Mahmood performed the song for the first time at the 69th Sanremo Musical Festival in February 2019 and won the competition, receiving the right to represent Italy in the Eurovision Song Contest 2019. 
"Soldi" was later confirmed as his Eurovision entry, eventually reaching second place in the final. The song is predominantly in Italian, with one line in Arabic, making it the fourth time that a Eurovision song features the Arabic language after entries by  in ,  in  and  in  . "Soldi" topped the charts in Greece, Israel, Italy and Lithuania and reached the top 10 in five more countries. The song became the most-streamed Eurovision song ever on Spotify, a record held until late January 2021 when it was surpassed by the 2019 Eurovision winner, "Arcade" by Duncan Laurence.

Background and composition 
Interviewed by TV Sorrisi e Canzoni, Mahmood revealed he started writing the song while hanging out with some friends. Despite this, it took a long time for him to complete the song. Producers Dardust and Charlie Charles contributed its sound, renewing it with contemporary elements borrowed from trap music. 
Hip hop sounds are also mixed with Arabic influences.

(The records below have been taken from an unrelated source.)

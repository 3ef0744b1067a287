//! Membrane channel mechanisms.
//!
//! Every mechanism contributes a set of ohmic branches `g_i * (V - E_i)`.
//! Conductances are densities (S/cm2) here; the compartment scales them by
//! its area.
//!
//! ```text
//! I_ion = gnabar * m^3 * h * (V - ena) + gkbar * n^4 * (V - ek) + gl * (V - el)
//! dx/dt = (x_inf(V) - x) / tau_x(V)          x in {m, h, n}
//! ```
//!
//! Gates are advanced with exponential Euler, which is exact for the linear
//! gate ODE at fixed voltage and stable for any step size.

use core::ops::AddAssign;

use crate::error::{CableError, Result};

#[cfg(feature = "serde")]
use serde::{Deserialize, Serialize};

/// Accumulated ohmic branches: total conductance and sum of `g * E`.
#[derive(Clone, Copy, Debug, Default, PartialEq)]
pub struct Conductance {
    pub g: f64,
    pub ge: f64,
}

impl Conductance {
    #[inline]
    pub fn add(&mut self, g: f64, e: f64) {
        self.g += g;
        self.ge += g * e;
    }

    #[inline]
    pub fn scaled(self, factor: f64) -> Self {
        Self {
            g: self.g * factor,
            ge: self.ge * factor,
        }
    }

    /// Net outward current at voltage `v`.
    #[inline]
    pub fn current(&self, v: f64) -> f64 {
        self.g * v - self.ge
    }

    /// Voltage at which the branches carry no net current.
    pub fn reversal(&self) -> Option<f64> {
        if self.g > 0.0 {
            Some(self.ge / self.g)
        } else {
            None
        }
    }
}

impl AddAssign for Conductance {
    fn add_assign(&mut self, rhs: Self) {
        self.g += rhs.g;
        self.ge += rhs.ge;
    }
}

#[derive(Clone, Copy, Debug, PartialEq)]
#[cfg_attr(feature = "serde", derive(Serialize, Deserialize))]
pub struct PassiveParams {
    /// Leak conductance (S/cm2)
    pub g: f64,
    /// Leak reversal (mV)
    pub e: f64,
}

impl Default for PassiveParams {
    fn default() -> Self {
        Self { g: 0.001, e: -70.0 }
    }
}

#[derive(Clone, Copy, Debug, PartialEq)]
#[cfg_attr(feature = "serde", derive(Serialize, Deserialize))]
pub struct HhParams {
    /// Sodium maximal conductance (S/cm2)
    pub gnabar: f64,
    /// Potassium maximal conductance (S/cm2)
    pub gkbar: f64,
    /// Leak conductance (S/cm2)
    pub gl: f64,
    pub ena: f64,
    pub ek: f64,
    pub el: f64,
    /// Temperature (degC); rates scale by 3^((celsius - 6.3) / 10)
    pub celsius: f64,
}

impl Default for HhParams {
    fn default() -> Self {
        Self {
            gnabar: 0.12,
            gkbar: 0.036,
            gl: 0.0003,
            ena: 50.0,
            ek: -77.0,
            el: -54.3,
            celsius: 6.3,
        }
    }
}

impl PassiveParams {
    pub fn validate(&self) -> Result<()> {
        check_density(self.g, "leak conductance must be finite and >= 0")?;
        check_reversal(self.e, "leak reversal must be finite")
    }
}

impl HhParams {
    pub fn validate(&self) -> Result<()> {
        check_density(self.gnabar, "gnabar must be finite and >= 0")?;
        check_density(self.gkbar, "gkbar must be finite and >= 0")?;
        check_density(self.gl, "gl must be finite and >= 0")?;
        check_reversal(self.ena, "ena must be finite")?;
        check_reversal(self.ek, "ek must be finite")?;
        check_reversal(self.el, "el must be finite")?;
        check_reversal(self.celsius, "celsius must be finite")
    }

    fn q10(&self) -> f64 {
        3.0_f64.powf((self.celsius - 6.3) / 10.0)
    }
}

fn check_density(g: f64, what: &'static str) -> Result<()> {
    if g >= 0.0 && g.is_finite() {
        Ok(())
    } else {
        Err(CableError::InvalidParameter(what))
    }
}

fn check_reversal(e: f64, what: &'static str) -> Result<()> {
    if e.is_finite() {
        Ok(())
    } else {
        Err(CableError::InvalidParameter(what))
    }
}

/// Which HH gate to read back.
#[derive(Clone, Copy, Debug, PartialEq, Eq, Hash)]
#[cfg_attr(feature = "serde", derive(Serialize, Deserialize))]
pub enum Gate {
    M,
    H,
    N,
}

/// Steady state and time constant of one gate at a given voltage.
#[derive(Clone, Copy, Debug, PartialEq)]
pub struct GateRate {
    pub inf: f64,
    pub tau: f64,
}

impl GateRate {
    #[inline]
    fn from_alpha_beta(alpha: f64, beta: f64, q10: f64) -> Self {
        let sum = alpha + beta;
        Self {
            inf: alpha / sum,
            tau: 1.0 / (q10 * sum),
        }
    }

    /// Exponential-Euler advance of `x` over `dt` at fixed voltage.
    #[inline]
    pub fn relax(&self, x: f64, dt: f64) -> f64 {
        let next = self.inf + (x - self.inf) * (-dt / self.tau).exp();
        next.clamp(0.0, 1.0)
    }
}

/// `x / (exp(x/y) - 1)` with the removable singularity at x = 0 handled.
#[inline]
fn vtrap(x: f64, y: f64) -> f64 {
    if (x / y).abs() < 1e-6 {
        y * (1.0 - x / y / 2.0)
    } else {
        x / ((x / y).exp() - 1.0)
    }
}

#[derive(Clone, Copy, Debug, PartialEq)]
pub struct HhRates {
    pub m: GateRate,
    pub h: GateRate,
    pub n: GateRate,
}

impl HhRates {
    pub fn at(v: f64, params: &HhParams) -> Self {
        let q10 = params.q10();

        let alpha_m = 0.1 * vtrap(-(v + 40.0), 10.0);
        let beta_m = 4.0 * (-(v + 65.0) / 18.0).exp();

        let alpha_h = 0.07 * (-(v + 65.0) / 20.0).exp();
        let beta_h = 1.0 / ((-(v + 35.0) / 10.0).exp() + 1.0);

        let alpha_n = 0.01 * vtrap(-(v + 55.0), 10.0);
        let beta_n = 0.125 * (-(v + 65.0) / 80.0).exp();

        Self {
            m: GateRate::from_alpha_beta(alpha_m, beta_m, q10),
            h: GateRate::from_alpha_beta(alpha_h, beta_h, q10),
            n: GateRate::from_alpha_beta(alpha_n, beta_n, q10),
        }
    }
}

#[derive(Clone, Copy, Debug, PartialEq)]
pub struct HhChannel {
    pub params: HhParams,
    m: f64,
    h: f64,
    n: f64,
}

impl HhChannel {
    pub fn new(params: HhParams) -> Self {
        let mut ch = Self {
            params,
            m: 0.0,
            h: 0.0,
            n: 0.0,
        };
        ch.initialize(-65.0);
        ch
    }

    pub fn initialize(&mut self, v: f64) {
        let r = HhRates::at(v, &self.params);
        self.m = r.m.inf;
        self.h = r.h.inf;
        self.n = r.n.inf;
    }

    pub fn advance(&mut self, v: f64, dt: f64) {
        let r = HhRates::at(v, &self.params);
        self.m = r.m.relax(self.m, dt);
        self.h = r.h.relax(self.h, dt);
        self.n = r.n.relax(self.n, dt);
    }

    pub fn gate(&self, gate: Gate) -> f64 {
        match gate {
            Gate::M => self.m,
            Gate::H => self.h,
            Gate::N => self.n,
        }
    }

    fn accumulate(&self, out: &mut Conductance) {
        let p = &self.params;
        out.add(p.gnabar * self.m * self.m * self.m * self.h, p.ena);
        out.add(p.gkbar * self.n.powi(4), p.ek);
        out.add(p.gl, p.el);
    }
}

/// A channel mechanism attached to one compartment.
#[derive(Clone, Copy, Debug, PartialEq)]
pub enum Mechanism {
    Passive(PassiveParams),
    HodgkinHuxley(HhChannel),
}

impl Mechanism {
    pub fn passive(params: PassiveParams) -> Result<Self> {
        params.validate()?;
        Ok(Mechanism::Passive(params))
    }

    pub fn hh(params: HhParams) -> Result<Self> {
        params.validate()?;
        Ok(Mechanism::HodgkinHuxley(HhChannel::new(params)))
    }

    pub fn initialize(&mut self, v: f64) {
        if let Mechanism::HodgkinHuxley(ch) = self {
            ch.initialize(v);
        }
    }

    pub fn advance(&mut self, v: f64, dt: f64) {
        if let Mechanism::HodgkinHuxley(ch) = self {
            ch.advance(v, dt);
        }
    }

    /// Add this mechanism's branches (density units) to `out`.
    pub fn accumulate(&self, out: &mut Conductance) {
        match self {
            Mechanism::Passive(p) => out.add(p.g, p.e),
            Mechanism::HodgkinHuxley(ch) => ch.accumulate(out),
        }
    }

    pub fn gate(&self, gate: Gate) -> Option<f64> {
        match self {
            Mechanism::HodgkinHuxley(ch) => Some(ch.gate(gate)),
            Mechanism::Passive(_) => None,
        }
    }
}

The song structure does not include a proper chorus. According to Italian producer and musician Andrea Rodini, the song's hook is based on three different elements: the repetition of the word "soldi" (money), the verse "come va" (what's up?), pronounced multiple consecutive times, and the sound of clapping hands, which Rodini describes as a "cubistic" chorus.

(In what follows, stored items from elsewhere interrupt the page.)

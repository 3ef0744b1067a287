//! Square-pulse current clamp.

#[cfg(feature = "serde")]
use serde::{Deserialize, Serialize};

use crate::error::{CableError, Result};
use crate::morphology::Location;

#[derive(Clone, Copy, Debug, PartialEq)]
#[cfg_attr(feature = "serde", derive(Serialize, Deserialize))]
pub struct ClampParams {
    /// Onset (ms)
    pub delay: f64,
    /// Pulse length (ms)
    pub duration: f64,
    /// Injected current while on (nA)
    pub amplitude: f64,
}

impl Default for ClampParams {
    fn default() -> Self {
        Self {
            delay: 0.0,
            duration: 0.0,
            amplitude: 0.0,
        }
    }
}

#[derive(Clone, Debug, PartialEq)]
pub struct CurrentClamp {
    target: Location,
    params: ClampParams,
    /// Current applied during the last step
    i: f64,
}

impl CurrentClamp {
    pub fn new(target: Location, params: ClampParams) -> Result<Self> {
        if !(params.delay >= 0.0 && params.delay.is_finite()) {
            return Err(CableError::InvalidParameter("clamp delay must be >= 0"));
        }
        if !(params.duration >= 0.0) {
            return Err(CableError::InvalidParameter("clamp duration must be >= 0"));
        }
        if !params.amplitude.is_finite() {
            return Err(CableError::InvalidParameter("clamp amplitude must be finite"));
        }
        Ok(Self {
            target,
            params,
            i: 0.0,
        })
    }

    pub fn target(&self) -> Location {
        self.target
    }

    pub fn params(&self) -> &ClampParams {
        &self.params
    }

    pub fn params_mut(&mut self) -> &mut ClampParams {
        &mut self.params
    }

    pub fn amplitude_at(&self, t: f64) -> f64 {
        let p = &self.params;
        if t >= p.delay && t < p.delay + p.duration {
            p.amplitude
        } else {
            0.0
        }
    }

    /// Latch the current for the step starting at `t`.
    pub fn update(&mut self, t: f64) -> f64 {
        self.i = self.amplitude_at(t);
        self.i
    }

    pub fn current(&self) -> f64 {
        self.i
    }

    pub fn reset(&mut self) {
        self.i = 0.0;
    }
}

#[cfg(test)]
mod tests {
    use super::*;

    const HERE: Location = Location { section: 0, index: 0 };

    #[test]
    fn pulse_window_is_half_open() {
        let clamp = CurrentClamp::new(
            HERE,
            ClampParams { delay: 10.0, duration: 90.0, amplitude: 0.25 },
        )
        .unwrap();
        assert_eq!(clamp.amplitude_at(9.999), 0.0);
        assert_eq!(clamp.amplitude_at(10.0), 0.25);
        assert_eq!(clamp.amplitude_at(99.99), 0.25);
        assert_eq!(clamp.amplitude_at(100.0), 0.0);
    }

    #[test]
    fn rejects_negative_timing() {
        let bad = ClampParams { delay: -1.0, duration: 1.0, amplitude: 1.0 };
        assert!(CurrentClamp::new(HERE, bad).is_err());
        let bad = ClampParams { delay: 1.0, duration: -1.0, amplitude: 1.0 };
        assert!(CurrentClamp::new(HERE, bad).is_err());
        // an infinitely long pulse is fine
        let ok = ClampParams { delay: 0.0, duration: f64::INFINITY, amplitude: 1.0 };
        assert!(CurrentClamp::new(HERE, ok).is_ok());
    }
}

"Soldi" is an autobiographic song about Mahmood's "unconventional family". Its lyrics explore Mahmood's relationship with his father, who left his family while he was a child. It depicts a lying, contradictory and unreliable father, whose main priority is money instead of his own family. Money is therefore represented as one of the causes of the end of a father-and-son relationship, marking a strong departure from trap music themes, which usually depicts money as the ultimate goal of life. Mahmood explained that the song's lyrics "evoke a memory" and that "there's a lot of anger" in it. Its verses reproduce a series of different pictures, often used by Mahmood as metaphors.

The song also includes a sentence in Arabic. Although he cannot speak Arabic, Mahmood explained that he remembers how his Egyptian father called him when he was a child, and that he chose to include this verse as a way to bring him back to a particular moment in time.

Song contests

Sanremo Music Festival 

In December 2018, Mahmood was one of 24 acts selected to compete in Sanremo Giovani, a televised competition aimed at selecting two newcomers as contestants of the 69th Sanremo Music Festival. Competing acts were split in two separate groups, which performed in different live shows. A winner from each group was declared, and Mahmood placed first in the second episode of the show, with his entry "Gioventù bruciata". Mahmood also received the Critics' Award among acts performing in the second final.
"Soldi" was later announced as his entry for the Sanremo Music Festival 2019.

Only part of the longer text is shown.